Volatile Variable Coherence

Summary

This postmortem analyzes a subtle concurrency anomaly involving a volatile variable in C++ on x86 and ARM architectures. The core question: Can two threads each write a value to a volatile variable and then fail to observe their own writes—resulting in printing neither “1” nor “2”?
Short answer: Yes, this can happen, because volatile does not guarantee atomicity, ordering, or coherence across threads.

Root Cause

The failure arises from misinterpreting what volatile means in C++.
volatile only prevents certain compiler optimizations. It does not provide:

Atomicity
Visibility guarantees across threads
Ordering constraints
Cache coherence semantics
Happens-before relationships

On both x86 and ARM, threads may:

Read stale values
Reorder loads/stores (especially on ARM)
Observe writes out of order
Race on the same memory location without synchronization

Thus, both threads can legally:

Write their value
Immediately read a stale cached value (e.g., still 0)
Skip printing entirely

Why This Happens in Real Systems

Real-world CPUs and compilers aggressively optimize memory operations.
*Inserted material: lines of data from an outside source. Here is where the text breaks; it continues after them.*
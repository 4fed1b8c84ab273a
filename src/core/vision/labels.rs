//! 标签分类 - 用于目标检测模型的输出
//!
//! 检测模型给出标签（"bottle"、"person" 等），目录将其分为垃圾和正常物品，
//! 规则与像素路径一致：出现正常物品时不报垃圾

use serde::{Deserialize, Serialize};

use super::error::DetectionError;
use super::frame::Frame;
use super::verdict::{DetectionVerdict, VerdictBuilder};

/// 包含即视为垃圾
const TRASH_MARKERS: [&str; 7] = ["bottle", "paper", "tissue", "cup", "can", "wrapper", "container"];
/// 包含即不算正常物品
const NEVER_NORMAL: [&str; 2] = ["bottle", "container"];

#[derive(Debug, Clone, PartialEq)]
pub struct LabeledDetection {
    pub label: String,
    pub confidence: f32,
}

impl LabeledDetection {
    pub fn new(label: impl Into<String>, confidence: f32) -> Self {
        Self {
            label: label.into(),
            confidence,
        }
    }
}

pub trait ObjectDetector: Send + Sync {
    fn name(&self) -> &'static str;

    fn detect(&self, frame: &Frame) -> Result<Vec<LabeledDetection>, DetectionError>;
}

type DetectionPattern = Box<dyn Fn(&Frame) -> Vec<LabeledDetection> + Send + Sync>;

/// Mock 检测器，按帧返回预设标签
pub struct MockObjectDetector {
    pattern: DetectionPattern,
}

impl MockObjectDetector {
    pub fn with_pattern<F>(pattern: F) -> Self
    where
        F: Fn(&Frame) -> Vec<LabeledDetection> + Send + Sync + 'static,
    {
        Self {
            pattern: Box::new(pattern),
        }
    }
}

impl ObjectDetector for MockObjectDetector {
    fn name(&self) -> &'static str {
        "mock"
    }

    fn detect(&self, frame: &Frame) -> Result<Vec<LabeledDetection>, DetectionError> {
        Ok((self.pattern)(frame))
    }
}

#[derive(Debug, Clone, Copy, PartialEq, Eq)]
pub enum LabelKind {
    Trash,
    Normal,
    Unknown,
}

#[derive(Debug, Clone, PartialEq, Serialize, Deserialize)]
#[serde(rename_all = "camelCase", default)]
pub struct LabelCatalog {
    pub trash_keywords: Vec<String>,
    pub normal_keywords: Vec<String>,
    /// 低于此置信度的结果被忽略
    pub min_confidence: f32,
}

fn owned(words: &[&str]) -> Vec<String> {
    words.iter().map(|w| w.to_string()).collect()
}

impl Default for LabelCatalog {
    fn default() -> Self {
        Self {
            trash_keywords: owned(&[
                "bottle",
                "plastic bottle",
                "water bottle",
                "paper",
                "tissue",
                "napkin",
                "cup",
                "can",
                "container",
                "wrapper",
                "bag",
                "plastic bag",
                "food container",
                "package",
                "cigarette",
                "cigar",
            ]),
            normal_keywords: owned(&[
                "person",
                "hand",
                "finger",
                "shoe",
                "sneaker",
                "boot",
                "bag",
                "backpack",
                "purse",
                "book",
                "notebook",
                "books",
                "phone",
                "cell phone",
                "mobile phone",
                "keys",
                "wallet",
                "clothing",
                "shirt",
                "jacket",
            ]),
            min_confidence: 0.5,
        }
    }
}

impl LabelCatalog {
    pub fn is_trash(&self, label: &str) -> bool {
        let lower = label.to_lowercase();
        TRASH_MARKERS.iter().any(|m| lower.contains(m))
            || self.trash_keywords.iter().any(|k| lower.contains(k.as_str()))
    }

    pub fn is_normal(&self, label: &str) -> bool {
        let lower = label.to_lowercase();
        if NEVER_NORMAL.iter().any(|m| lower.contains(m)) {
            return false;
        }
        lower.contains("book") || self.normal_keywords.iter().any(|k| lower.contains(k.as_str()))
    }

    /// 同时命中两个列表时按垃圾处理
    pub fn kind(&self, label: &str) -> LabelKind {
        if self.is_trash(label) {
            LabelKind::Trash
        } else if self.is_normal(label) {
            LabelKind::Normal
        } else {
            LabelKind::Unknown
        }
    }

    pub fn verdict(&self, detections: &[LabeledDetection]) -> DetectionVerdict {
        let mut trash: Vec<&str> = Vec::new();
        let mut normal: Vec<&str> = Vec::new();
        let mut unknown: Vec<&str> = Vec::new();

        for d in detections.iter().filter(|d| d.confidence >= self.min_confidence) {
            let bucket = match self.kind(&d.label) {
                LabelKind::Trash => &mut trash,
                LabelKind::Normal => &mut normal,
                LabelKind::Unknown => &mut unknown,
            };
            if !bucket.contains(&d.label.as_str()) {
                bucket.push(d.label.as_str());
            }
        }

        let mut verdict = VerdictBuilder::default();
        for label in &normal {
            verdict.normal(label);
        }
        if normal.is_empty() {
            for label in &trash {
                verdict.trash(label);
            }
        }
        for label in &unknown {
            verdict.unclassified(label);
        }
        verdict.build()
    }

    pub fn validate(&self) -> Result<(), DetectionError> {
        if !(0.0..=1.0).contains(&self.min_confidence) {
            return Err(DetectionError::Config(format!(
                "min confidence must be within [0, 1], got {}",
                self.min_confidence
            )));
        }
        if self
            .trash_keywords
            .iter()
            .chain(&self.normal_keywords)
            .any(|k| k.trim().is_empty())
        {
            return Err(DetectionError::Config("empty label keyword".to_string()));
        }
        Ok(())
    }
}

#[cfg(test)]
mod tests {
    use super::*;

    #[test]
    fn test_label_kinds() {
        let catalog = LabelCatalog::default();
        assert_eq!(catalog.kind("Water Bottle"), LabelKind::Trash);
        assert_eq!(catalog.kind("cup"), LabelKind::Trash);
        assert_eq!(catalog.kind("person"), LabelKind::Normal);
        assert_eq!(catalog.kind("notebook"), LabelKind::Normal);
        assert_eq!(catalog.kind("handbag"), LabelKind::Trash);
        assert_eq!(catalog.kind("dog"), LabelKind::Unknown);
        assert!(!catalog.is_normal("bottle"));
    }

    #[test]
    fn test_verdict_normal_vetoes_trash() {
        let catalog = LabelCatalog::default();
        let verdict = catalog.verdict(&[
            LabeledDetection::new("bottle", 0.9),
            LabeledDetection::new("person", 0.8),
        ]);
        assert!(!verdict.trash_detected);
        assert_eq!(verdict.normal_items, vec!["person"]);
        assert_eq!(verdict.all_labels, vec!["person detected"]);
    }

    #[test]
    fn test_verdict_trash_and_unknown() {
        let catalog = LabelCatalog::default();
        let verdict = catalog.verdict(&[
            LabeledDetection::new("bottle", 0.9),
            LabeledDetection::new("bottle", 0.7),
            LabeledDetection::new("dog", 0.9),
            LabeledDetection::new("cup", 0.2),
        ]);
        assert!(verdict.trash_detected);
        assert_eq!(verdict.trash_items, vec!["bottle"]);
        assert_eq!(verdict.all_labels, vec!["bottle detected", "dog detected"]);
    }

    #[test]
    fn test_validate() {
        let mut catalog = LabelCatalog::default();
        assert!(catalog.validate().is_ok());
        catalog.min_confidence = 1.5;
        assert!(catalog.validate().is_err());

        let mut catalog = LabelCatalog::default();
        catalog.normal_keywords.push("  ".into());
        assert!(catalog.validate().is_err());
    }

    #[test]
    fn test_mock_detector() {
        let detector = MockObjectDetector::with_pattern(|frame| {
            if frame.frame_number % 2 == 0 {
                vec![LabeledDetection::new("can", 0.9)]
            } else {
                vec![]
            }
        });
        let even = Frame::new(0, 0, vec![], 0, 2);
        let odd = Frame::new(0, 0, vec![], 0, 3);
        assert_eq!(detector.detect(&even).unwrap().len(), 1);
        assert!(detector.detect(&odd).unwrap().is_empty());
    }
}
Without synchronization primitives, the following occur:

Store buffers delay visibility of writes
Load speculation reads old values
Weak memory ordering (ARM) allows reordering of loads/stores
Compiler reordering is allowed because volatile is not a synchronization primitive
Data races produce undefined behavior in C++

In short: volatile is not a concurrency tool.

Real-World Impact

Systems relying on volatile for synchronization often experience:

Lost updates
Missed signals
Spurious failures
Heisenbugs that disappear under debugging
Architecture-dependent behavior (works on x86, breaks on ARM)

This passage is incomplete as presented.